Task objective — Scan the listing beneath this sentence. Report each line with the word "error".

Records for the task Start Marker

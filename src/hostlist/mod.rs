// Copyright 2025 Lablup Inc. and Jeongkyu Shin
//
// Licensed under the Apache License, Version 2.0 (the "License");
// you may not use this file except in compliance with the License.
// You may obtain a copy of the License at
//
//     http://www.apache.org/licenses/LICENSE-2.0
//
// Unless required by applicable law or agreed to in writing, software
// distributed under the License is distributed on an "AS IS" BASIS,
// WITHOUT WARRANTIES OR CONDITIONS OF ANY KIND, either express or implied.
// See the License for the specific language governing permissions and
// limitations under the License.

//! Host-list and script file readers.
//!
//! Both readers run before anything is dispatched, so any error here aborts
//! the invocation without starting a single task.

mod error;
mod parser;

pub use error::HostlistError;
pub use parser::{parse_hostfile, read_script, MAX_INPUT_FILE_SIZE};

Records for the task End Marker

Solution to this exercise —
//! Both readers run before anything is dispatched, so any error here aborts
mod error;
pub use error::HostlistError;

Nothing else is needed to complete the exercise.